Exercise prompt:
Please print only the top portion of the entries below, ending with the line that contains "use crate::template::TemplateError;", exactly as written.

Dataset entries:
============

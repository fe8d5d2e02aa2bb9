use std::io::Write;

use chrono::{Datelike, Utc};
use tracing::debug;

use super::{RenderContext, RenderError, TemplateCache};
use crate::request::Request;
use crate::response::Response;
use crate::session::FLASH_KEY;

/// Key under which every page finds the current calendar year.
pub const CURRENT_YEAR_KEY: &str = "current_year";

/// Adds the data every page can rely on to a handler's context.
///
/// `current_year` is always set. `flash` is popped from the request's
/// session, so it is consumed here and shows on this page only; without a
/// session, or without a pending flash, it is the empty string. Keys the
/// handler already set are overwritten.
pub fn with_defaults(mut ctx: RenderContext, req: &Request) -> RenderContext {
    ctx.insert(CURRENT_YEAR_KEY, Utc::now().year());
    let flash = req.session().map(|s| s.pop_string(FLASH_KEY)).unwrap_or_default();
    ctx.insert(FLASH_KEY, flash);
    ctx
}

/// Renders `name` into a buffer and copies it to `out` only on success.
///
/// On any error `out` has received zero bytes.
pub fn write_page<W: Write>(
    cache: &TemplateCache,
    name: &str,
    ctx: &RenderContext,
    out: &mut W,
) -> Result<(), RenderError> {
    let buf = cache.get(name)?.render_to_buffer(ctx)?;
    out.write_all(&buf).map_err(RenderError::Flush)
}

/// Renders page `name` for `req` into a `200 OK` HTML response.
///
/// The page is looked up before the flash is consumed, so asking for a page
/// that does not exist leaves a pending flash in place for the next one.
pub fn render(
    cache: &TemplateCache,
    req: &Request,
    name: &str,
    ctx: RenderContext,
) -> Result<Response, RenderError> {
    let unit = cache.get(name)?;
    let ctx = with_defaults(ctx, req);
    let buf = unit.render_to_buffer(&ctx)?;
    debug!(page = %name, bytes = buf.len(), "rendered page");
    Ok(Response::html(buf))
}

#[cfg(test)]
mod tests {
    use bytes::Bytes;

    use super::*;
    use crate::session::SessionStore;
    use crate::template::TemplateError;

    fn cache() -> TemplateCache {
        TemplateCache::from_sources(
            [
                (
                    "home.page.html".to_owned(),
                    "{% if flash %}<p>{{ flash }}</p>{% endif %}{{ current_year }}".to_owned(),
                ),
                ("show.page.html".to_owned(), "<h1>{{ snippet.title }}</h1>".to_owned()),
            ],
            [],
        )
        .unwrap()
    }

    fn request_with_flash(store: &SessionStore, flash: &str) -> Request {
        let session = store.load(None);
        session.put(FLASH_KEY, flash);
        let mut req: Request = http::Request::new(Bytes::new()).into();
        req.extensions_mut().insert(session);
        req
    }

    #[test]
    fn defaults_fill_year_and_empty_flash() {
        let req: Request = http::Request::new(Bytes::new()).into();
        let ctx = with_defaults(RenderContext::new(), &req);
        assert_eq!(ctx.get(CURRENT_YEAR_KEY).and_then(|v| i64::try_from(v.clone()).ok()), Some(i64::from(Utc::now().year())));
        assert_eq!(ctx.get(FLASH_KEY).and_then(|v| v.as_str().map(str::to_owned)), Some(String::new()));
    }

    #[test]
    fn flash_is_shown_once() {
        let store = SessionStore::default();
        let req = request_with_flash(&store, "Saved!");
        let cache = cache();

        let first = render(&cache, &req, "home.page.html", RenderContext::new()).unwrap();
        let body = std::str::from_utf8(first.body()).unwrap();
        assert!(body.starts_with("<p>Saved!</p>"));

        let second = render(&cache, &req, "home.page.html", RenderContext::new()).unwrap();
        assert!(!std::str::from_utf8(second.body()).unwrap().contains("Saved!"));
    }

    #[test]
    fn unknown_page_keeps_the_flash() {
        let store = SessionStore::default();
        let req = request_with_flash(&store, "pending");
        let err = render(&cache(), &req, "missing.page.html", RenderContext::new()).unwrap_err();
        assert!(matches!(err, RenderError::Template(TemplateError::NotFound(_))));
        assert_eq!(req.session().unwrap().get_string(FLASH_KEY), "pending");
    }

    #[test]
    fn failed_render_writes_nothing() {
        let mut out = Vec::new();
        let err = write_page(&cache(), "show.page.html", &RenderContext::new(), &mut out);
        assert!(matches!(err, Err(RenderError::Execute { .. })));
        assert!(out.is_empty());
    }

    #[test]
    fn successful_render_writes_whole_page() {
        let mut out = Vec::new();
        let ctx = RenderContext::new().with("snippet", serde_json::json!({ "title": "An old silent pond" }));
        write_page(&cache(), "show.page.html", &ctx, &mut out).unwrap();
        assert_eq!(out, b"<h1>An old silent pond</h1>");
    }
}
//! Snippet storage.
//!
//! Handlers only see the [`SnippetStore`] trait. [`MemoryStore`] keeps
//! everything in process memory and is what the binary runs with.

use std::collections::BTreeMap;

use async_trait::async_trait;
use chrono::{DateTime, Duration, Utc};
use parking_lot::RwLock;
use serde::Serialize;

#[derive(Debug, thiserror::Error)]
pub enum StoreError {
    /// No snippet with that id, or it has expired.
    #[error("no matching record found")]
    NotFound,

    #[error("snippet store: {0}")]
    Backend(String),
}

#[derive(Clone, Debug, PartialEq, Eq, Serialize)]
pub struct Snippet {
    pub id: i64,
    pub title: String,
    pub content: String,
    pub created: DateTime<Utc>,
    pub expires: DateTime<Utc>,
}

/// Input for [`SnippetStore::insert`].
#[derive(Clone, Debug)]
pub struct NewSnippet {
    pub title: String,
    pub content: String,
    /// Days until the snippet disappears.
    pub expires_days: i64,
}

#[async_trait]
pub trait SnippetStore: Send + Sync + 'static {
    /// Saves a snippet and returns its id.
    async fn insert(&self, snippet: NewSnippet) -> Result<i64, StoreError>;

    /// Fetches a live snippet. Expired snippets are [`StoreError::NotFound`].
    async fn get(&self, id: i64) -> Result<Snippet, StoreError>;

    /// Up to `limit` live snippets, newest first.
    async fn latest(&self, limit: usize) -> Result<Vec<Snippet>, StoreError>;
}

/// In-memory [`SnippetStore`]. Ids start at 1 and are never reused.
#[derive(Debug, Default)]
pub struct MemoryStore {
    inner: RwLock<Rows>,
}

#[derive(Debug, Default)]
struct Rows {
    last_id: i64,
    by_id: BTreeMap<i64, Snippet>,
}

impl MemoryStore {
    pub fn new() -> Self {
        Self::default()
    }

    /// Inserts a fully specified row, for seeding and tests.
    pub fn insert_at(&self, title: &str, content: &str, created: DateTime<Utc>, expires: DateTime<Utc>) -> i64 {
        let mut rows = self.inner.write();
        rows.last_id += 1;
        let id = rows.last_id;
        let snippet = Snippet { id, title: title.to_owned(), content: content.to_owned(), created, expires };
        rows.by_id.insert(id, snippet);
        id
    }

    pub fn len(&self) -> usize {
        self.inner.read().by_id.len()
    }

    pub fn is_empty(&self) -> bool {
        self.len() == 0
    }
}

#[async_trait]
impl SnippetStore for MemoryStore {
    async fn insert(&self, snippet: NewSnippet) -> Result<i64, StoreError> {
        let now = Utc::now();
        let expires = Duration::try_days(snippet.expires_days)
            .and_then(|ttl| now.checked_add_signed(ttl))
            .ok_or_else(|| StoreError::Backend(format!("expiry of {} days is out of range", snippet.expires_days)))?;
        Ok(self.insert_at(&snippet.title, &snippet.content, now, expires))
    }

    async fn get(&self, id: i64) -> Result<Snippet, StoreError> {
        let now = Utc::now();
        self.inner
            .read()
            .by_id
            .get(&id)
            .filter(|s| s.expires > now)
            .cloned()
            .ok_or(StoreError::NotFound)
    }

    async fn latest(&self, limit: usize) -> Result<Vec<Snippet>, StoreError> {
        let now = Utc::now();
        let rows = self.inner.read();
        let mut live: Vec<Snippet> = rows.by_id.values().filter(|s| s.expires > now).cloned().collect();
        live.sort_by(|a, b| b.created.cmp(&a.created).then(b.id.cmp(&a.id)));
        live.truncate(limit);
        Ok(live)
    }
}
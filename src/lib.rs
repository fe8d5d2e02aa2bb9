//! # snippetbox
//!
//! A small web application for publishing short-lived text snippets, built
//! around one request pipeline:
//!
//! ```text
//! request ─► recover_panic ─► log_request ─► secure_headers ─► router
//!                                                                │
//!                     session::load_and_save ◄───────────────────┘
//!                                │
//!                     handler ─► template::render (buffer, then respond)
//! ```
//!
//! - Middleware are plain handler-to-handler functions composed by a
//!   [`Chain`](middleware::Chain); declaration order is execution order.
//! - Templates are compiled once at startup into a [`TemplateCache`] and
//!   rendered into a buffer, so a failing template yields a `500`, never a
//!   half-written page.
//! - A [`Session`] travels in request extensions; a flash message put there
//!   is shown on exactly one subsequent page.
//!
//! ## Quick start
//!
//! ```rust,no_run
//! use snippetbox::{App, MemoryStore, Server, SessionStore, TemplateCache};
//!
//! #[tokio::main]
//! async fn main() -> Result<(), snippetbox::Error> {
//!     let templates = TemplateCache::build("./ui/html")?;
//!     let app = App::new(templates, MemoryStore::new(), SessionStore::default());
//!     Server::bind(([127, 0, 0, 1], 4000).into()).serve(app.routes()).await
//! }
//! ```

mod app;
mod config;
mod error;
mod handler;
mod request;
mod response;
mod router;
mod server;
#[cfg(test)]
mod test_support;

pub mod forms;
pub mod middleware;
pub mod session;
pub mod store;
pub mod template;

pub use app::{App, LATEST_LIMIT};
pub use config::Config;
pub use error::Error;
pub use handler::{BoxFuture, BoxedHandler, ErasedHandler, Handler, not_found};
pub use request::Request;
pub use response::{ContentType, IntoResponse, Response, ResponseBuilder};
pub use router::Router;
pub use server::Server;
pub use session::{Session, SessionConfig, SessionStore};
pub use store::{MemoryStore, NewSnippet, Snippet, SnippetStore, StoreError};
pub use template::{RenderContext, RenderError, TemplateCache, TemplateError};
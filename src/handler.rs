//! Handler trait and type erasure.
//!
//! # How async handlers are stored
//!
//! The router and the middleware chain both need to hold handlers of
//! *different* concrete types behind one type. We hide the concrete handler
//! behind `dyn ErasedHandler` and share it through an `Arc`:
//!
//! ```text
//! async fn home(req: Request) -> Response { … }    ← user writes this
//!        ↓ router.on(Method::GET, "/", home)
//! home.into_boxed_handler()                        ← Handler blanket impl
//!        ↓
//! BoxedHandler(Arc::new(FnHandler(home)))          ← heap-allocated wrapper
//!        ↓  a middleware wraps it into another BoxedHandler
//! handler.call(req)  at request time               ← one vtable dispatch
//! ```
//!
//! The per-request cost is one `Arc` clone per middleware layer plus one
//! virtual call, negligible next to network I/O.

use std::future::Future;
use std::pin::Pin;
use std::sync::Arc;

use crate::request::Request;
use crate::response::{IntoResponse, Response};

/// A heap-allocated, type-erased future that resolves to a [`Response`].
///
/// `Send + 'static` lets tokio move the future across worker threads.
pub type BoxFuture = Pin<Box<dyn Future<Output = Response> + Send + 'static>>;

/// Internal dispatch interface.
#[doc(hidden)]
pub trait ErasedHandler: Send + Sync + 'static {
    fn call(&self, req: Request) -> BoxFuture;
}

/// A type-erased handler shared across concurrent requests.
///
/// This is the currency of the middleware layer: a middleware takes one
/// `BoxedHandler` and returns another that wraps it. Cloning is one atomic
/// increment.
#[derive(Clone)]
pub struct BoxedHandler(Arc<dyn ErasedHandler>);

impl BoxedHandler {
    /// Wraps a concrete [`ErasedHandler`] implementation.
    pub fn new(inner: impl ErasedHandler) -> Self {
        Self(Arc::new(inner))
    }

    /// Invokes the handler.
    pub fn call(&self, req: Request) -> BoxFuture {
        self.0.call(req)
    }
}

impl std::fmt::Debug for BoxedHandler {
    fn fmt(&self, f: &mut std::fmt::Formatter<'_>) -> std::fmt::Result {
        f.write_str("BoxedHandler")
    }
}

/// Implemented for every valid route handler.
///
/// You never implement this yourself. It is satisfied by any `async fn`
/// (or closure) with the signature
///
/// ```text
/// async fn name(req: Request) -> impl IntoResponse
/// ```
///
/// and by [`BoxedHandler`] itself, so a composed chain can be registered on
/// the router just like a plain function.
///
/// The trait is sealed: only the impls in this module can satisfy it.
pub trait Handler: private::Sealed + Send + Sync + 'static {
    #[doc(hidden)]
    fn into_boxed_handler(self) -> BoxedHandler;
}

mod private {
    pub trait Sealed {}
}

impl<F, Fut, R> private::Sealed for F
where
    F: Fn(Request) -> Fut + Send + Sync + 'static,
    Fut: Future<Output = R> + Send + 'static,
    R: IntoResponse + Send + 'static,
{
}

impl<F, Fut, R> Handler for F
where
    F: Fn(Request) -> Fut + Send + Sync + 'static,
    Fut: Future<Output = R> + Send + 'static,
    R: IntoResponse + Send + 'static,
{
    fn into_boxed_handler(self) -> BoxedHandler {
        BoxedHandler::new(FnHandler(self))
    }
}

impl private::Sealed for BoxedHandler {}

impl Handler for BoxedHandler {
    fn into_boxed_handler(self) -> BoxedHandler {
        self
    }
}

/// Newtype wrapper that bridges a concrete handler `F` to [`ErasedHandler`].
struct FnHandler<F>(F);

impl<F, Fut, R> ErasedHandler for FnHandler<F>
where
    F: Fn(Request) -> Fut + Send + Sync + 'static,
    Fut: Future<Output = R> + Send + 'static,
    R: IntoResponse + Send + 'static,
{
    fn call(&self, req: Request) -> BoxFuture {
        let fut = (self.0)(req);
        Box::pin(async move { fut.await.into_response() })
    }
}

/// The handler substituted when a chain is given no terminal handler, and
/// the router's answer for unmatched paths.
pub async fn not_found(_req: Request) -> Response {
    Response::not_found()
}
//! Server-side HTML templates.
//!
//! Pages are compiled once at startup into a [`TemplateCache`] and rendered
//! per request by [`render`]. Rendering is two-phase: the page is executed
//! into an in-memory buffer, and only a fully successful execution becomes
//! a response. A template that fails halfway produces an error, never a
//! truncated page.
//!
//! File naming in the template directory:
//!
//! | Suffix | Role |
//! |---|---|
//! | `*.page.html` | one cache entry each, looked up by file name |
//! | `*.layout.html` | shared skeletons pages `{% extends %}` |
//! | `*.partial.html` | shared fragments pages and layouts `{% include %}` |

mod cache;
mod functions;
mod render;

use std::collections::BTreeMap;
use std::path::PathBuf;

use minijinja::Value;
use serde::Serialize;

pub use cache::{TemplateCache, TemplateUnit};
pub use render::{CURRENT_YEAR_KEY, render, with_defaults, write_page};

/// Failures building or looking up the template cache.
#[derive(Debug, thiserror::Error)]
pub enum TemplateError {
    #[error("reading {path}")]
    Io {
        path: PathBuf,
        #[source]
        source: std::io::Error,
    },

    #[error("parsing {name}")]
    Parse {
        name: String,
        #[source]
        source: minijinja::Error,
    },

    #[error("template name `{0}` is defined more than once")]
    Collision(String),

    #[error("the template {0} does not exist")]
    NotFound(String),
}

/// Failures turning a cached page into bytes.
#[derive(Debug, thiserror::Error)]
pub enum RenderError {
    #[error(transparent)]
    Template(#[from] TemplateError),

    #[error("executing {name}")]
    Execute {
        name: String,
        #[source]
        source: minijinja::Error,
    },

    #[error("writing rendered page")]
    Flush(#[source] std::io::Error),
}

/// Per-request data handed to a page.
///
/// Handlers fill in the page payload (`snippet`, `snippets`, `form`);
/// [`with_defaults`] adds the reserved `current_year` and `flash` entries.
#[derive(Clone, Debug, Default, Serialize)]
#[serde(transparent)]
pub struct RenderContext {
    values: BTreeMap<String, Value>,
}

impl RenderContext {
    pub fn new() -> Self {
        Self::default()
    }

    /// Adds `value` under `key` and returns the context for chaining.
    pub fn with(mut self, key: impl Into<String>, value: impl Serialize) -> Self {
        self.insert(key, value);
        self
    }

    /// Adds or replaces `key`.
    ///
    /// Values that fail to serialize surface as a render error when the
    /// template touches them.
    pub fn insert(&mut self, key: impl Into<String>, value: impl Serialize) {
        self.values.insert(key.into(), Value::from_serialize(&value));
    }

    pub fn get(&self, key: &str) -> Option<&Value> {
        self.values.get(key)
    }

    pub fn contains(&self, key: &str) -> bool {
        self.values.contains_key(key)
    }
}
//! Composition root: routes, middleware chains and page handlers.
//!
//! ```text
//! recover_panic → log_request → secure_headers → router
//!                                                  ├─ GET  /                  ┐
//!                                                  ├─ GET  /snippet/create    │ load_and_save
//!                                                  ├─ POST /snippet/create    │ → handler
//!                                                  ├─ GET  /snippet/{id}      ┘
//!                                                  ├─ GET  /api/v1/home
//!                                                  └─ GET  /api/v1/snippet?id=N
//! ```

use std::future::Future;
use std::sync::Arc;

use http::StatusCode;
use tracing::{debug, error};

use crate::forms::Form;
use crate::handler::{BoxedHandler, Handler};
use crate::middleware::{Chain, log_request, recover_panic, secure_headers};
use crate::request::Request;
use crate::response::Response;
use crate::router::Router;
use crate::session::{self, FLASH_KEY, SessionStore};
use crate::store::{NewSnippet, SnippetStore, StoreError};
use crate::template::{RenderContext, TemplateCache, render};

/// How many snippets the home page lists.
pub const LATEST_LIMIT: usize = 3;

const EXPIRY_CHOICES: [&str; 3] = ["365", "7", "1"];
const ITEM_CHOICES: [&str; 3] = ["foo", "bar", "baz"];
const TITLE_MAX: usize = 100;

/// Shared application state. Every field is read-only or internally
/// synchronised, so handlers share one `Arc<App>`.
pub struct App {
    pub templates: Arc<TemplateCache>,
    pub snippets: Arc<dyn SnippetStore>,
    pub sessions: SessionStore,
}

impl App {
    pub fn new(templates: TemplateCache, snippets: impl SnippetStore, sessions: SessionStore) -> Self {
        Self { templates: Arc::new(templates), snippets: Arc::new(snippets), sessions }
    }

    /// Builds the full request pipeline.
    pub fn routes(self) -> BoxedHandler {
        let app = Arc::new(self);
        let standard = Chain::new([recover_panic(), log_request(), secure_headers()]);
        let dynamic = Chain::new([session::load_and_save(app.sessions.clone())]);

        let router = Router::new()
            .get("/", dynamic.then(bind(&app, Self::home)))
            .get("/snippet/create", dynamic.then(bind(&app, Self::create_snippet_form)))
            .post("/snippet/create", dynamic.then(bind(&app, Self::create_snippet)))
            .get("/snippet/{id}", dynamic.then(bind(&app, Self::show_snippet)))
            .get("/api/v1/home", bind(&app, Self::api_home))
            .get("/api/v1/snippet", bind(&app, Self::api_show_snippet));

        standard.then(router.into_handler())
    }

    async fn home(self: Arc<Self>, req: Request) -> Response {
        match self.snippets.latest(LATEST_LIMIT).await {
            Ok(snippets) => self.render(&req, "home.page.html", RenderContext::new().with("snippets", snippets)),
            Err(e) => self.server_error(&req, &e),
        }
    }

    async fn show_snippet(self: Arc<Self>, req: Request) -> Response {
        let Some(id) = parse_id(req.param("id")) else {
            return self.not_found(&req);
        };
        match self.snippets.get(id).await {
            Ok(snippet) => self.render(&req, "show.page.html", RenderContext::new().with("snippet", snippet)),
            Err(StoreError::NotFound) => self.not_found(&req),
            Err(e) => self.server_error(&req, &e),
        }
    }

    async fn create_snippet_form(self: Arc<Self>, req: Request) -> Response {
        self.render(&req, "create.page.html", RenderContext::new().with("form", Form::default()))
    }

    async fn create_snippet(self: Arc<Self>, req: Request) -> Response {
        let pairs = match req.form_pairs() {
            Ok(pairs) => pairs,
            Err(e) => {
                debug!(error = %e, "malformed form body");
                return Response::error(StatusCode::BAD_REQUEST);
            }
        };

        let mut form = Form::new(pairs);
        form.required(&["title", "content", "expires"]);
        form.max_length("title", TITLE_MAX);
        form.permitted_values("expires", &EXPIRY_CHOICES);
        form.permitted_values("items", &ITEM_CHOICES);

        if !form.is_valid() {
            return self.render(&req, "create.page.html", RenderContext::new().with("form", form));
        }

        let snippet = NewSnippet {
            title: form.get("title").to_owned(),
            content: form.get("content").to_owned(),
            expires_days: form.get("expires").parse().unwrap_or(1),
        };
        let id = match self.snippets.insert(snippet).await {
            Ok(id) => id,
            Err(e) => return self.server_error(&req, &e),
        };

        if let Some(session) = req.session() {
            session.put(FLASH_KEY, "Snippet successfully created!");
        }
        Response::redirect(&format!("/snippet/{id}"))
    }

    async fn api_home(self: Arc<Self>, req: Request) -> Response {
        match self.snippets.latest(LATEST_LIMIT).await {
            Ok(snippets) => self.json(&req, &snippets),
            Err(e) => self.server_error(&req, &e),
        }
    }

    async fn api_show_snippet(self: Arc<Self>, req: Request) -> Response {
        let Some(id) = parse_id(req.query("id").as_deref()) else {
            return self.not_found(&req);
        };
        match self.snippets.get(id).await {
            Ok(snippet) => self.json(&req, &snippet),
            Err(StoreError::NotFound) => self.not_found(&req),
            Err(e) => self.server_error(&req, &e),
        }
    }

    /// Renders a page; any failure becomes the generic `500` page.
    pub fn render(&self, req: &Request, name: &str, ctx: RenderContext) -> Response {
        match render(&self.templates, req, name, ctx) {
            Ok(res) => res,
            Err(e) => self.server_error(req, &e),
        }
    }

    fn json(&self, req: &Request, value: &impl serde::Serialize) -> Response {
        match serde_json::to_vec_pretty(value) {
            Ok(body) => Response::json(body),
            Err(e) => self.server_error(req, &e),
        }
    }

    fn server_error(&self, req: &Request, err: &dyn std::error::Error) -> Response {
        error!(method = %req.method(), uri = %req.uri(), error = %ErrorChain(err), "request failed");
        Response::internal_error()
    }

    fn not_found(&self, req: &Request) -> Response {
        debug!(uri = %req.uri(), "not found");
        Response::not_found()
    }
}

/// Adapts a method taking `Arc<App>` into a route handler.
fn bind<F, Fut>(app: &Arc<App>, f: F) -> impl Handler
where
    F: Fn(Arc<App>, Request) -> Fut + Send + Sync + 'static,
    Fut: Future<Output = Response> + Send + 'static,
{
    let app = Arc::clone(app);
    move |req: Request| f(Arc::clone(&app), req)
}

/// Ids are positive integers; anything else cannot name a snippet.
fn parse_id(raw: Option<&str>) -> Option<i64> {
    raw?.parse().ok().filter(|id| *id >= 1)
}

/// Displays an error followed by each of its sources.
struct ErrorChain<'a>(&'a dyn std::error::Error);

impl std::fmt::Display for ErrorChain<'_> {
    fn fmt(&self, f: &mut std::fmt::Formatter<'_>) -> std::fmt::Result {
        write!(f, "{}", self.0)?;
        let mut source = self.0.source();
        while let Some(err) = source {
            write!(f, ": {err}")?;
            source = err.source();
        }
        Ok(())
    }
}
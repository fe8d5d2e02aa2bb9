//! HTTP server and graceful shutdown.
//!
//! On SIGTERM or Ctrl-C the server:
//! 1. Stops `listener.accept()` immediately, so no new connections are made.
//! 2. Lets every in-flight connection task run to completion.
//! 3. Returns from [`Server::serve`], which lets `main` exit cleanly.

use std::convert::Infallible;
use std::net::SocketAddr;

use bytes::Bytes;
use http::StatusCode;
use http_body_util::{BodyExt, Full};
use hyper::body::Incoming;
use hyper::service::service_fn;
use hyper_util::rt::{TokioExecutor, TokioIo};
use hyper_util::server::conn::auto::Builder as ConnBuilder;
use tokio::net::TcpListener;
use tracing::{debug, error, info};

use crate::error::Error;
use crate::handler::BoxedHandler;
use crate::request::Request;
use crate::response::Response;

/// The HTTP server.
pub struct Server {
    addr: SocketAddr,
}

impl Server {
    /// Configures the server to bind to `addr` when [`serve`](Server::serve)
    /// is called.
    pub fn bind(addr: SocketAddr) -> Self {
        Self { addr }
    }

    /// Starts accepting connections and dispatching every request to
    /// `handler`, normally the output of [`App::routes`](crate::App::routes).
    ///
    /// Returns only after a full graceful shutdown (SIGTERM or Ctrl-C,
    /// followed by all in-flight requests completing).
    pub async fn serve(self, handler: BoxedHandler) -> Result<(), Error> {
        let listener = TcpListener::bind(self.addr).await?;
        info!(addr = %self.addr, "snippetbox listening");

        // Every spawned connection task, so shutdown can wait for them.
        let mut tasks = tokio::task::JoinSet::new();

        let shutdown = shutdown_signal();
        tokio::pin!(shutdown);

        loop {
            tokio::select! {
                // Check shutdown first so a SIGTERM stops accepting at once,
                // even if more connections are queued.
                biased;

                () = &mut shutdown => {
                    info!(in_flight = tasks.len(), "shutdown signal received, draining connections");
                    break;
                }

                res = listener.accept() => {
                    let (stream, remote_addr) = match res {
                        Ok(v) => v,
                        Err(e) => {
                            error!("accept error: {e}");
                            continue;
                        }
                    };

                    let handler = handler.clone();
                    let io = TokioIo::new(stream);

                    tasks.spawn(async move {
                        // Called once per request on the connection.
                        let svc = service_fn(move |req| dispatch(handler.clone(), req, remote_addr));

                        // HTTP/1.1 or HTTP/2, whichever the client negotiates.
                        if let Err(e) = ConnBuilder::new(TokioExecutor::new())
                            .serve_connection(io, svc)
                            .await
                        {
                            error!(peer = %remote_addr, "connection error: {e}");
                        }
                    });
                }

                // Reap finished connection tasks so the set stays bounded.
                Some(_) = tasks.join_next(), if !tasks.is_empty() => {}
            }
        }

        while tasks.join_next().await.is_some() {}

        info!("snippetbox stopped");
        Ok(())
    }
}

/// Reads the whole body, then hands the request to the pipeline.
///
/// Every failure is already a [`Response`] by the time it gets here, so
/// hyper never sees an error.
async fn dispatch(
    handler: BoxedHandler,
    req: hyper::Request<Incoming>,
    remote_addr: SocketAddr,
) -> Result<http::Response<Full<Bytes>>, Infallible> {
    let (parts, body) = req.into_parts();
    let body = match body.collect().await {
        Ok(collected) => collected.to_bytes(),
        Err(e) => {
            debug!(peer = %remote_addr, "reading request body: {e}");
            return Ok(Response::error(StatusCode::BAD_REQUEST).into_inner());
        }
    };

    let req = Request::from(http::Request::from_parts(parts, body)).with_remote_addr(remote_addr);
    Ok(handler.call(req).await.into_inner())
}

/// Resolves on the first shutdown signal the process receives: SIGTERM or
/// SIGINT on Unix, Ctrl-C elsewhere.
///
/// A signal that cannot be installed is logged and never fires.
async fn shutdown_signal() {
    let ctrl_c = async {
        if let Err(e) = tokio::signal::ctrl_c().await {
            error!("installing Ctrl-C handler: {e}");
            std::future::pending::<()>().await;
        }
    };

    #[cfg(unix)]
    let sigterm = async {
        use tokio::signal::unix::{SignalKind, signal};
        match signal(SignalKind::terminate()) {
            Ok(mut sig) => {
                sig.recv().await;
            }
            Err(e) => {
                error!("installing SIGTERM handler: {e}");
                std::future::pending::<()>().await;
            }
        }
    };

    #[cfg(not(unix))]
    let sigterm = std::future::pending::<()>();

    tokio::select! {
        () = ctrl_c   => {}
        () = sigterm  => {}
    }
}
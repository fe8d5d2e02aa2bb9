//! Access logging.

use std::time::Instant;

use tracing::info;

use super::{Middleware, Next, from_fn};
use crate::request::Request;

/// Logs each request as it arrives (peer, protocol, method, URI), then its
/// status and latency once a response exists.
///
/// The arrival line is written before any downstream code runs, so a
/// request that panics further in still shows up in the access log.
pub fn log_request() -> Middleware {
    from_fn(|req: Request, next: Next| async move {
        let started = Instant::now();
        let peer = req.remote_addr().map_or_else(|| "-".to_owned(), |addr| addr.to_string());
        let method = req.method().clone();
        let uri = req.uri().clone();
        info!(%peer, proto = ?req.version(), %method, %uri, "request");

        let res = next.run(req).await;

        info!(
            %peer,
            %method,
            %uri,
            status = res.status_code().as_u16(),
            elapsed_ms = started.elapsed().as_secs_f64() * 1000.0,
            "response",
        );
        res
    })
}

============

Answer to this problem:
repository fe8d5d2e02aa2bb9
use std::io::Write;

use chrono::{Datelike, Utc};
use tracing::debug;

use super::{RenderContext, RenderError, TemplateCache};
use crate::request::Request;
use crate::response::Response;
use crate::session::FLASH_KEY;

/// Key under which every page finds the current calendar year.
pub const CURRENT_YEAR_KEY: &str = "current_year";

/// Adds the data every page can rely on to a handler's context.
///
/// `current_year` is always set. `flash` is popped from the request's
/// session, so it is consumed here and shows on this page only; without a
/// session, or without a pending flash, it is the empty string. Keys the
/// handler already set are overwritten.
pub fn with_defaults(mut ctx: RenderContext, req: &Request) -> RenderContext {
    ctx.insert(CURRENT_YEAR_KEY, Utc::now().year());
    let flash = req.session().map(|s| s.pop_string(FLASH_KEY)).unwrap_or_default();
    ctx.insert(FLASH_KEY, flash);
    ctx
}

/// Renders `name` into a buffer and copies it to `out` only on success.
///
/// On any error `out` has received zero bytes.
pub fn write_page<W: Write>(
    cache: &TemplateCache,
    name: &str,
    ctx: &RenderContext,
    out: &mut W,
) -> Result<(), RenderError> {
    let buf = cache.get(name)?.render_to_buffer(ctx)?;
    out.write_all(&buf).map_err(RenderError::Flush)
}

/// Renders page `name` for `req` into a `200 OK` HTML response.
///
/// The page is looked up before the flash is consumed, so asking for a page
/// that does not exist leaves a pending flash in place for the next one.
pub fn render(
    cache: &TemplateCache,
    req: &Request,
    name: &str,
    ctx: RenderContext,
) -> Result<Response, RenderError> {
    let unit = cache.get(name)?;
    let ctx = with_defaults(ctx, req);
    let buf = unit.render_to_buffer(&ctx)?;
    debug!(page = %name, bytes = buf.len(), "rendered page");
    Ok(Response::html(buf))
}

#[cfg(test)]
mod tests {
    use bytes::Bytes;

    use super::*;
    use crate::session::SessionStore;
    use crate::template::TemplateError;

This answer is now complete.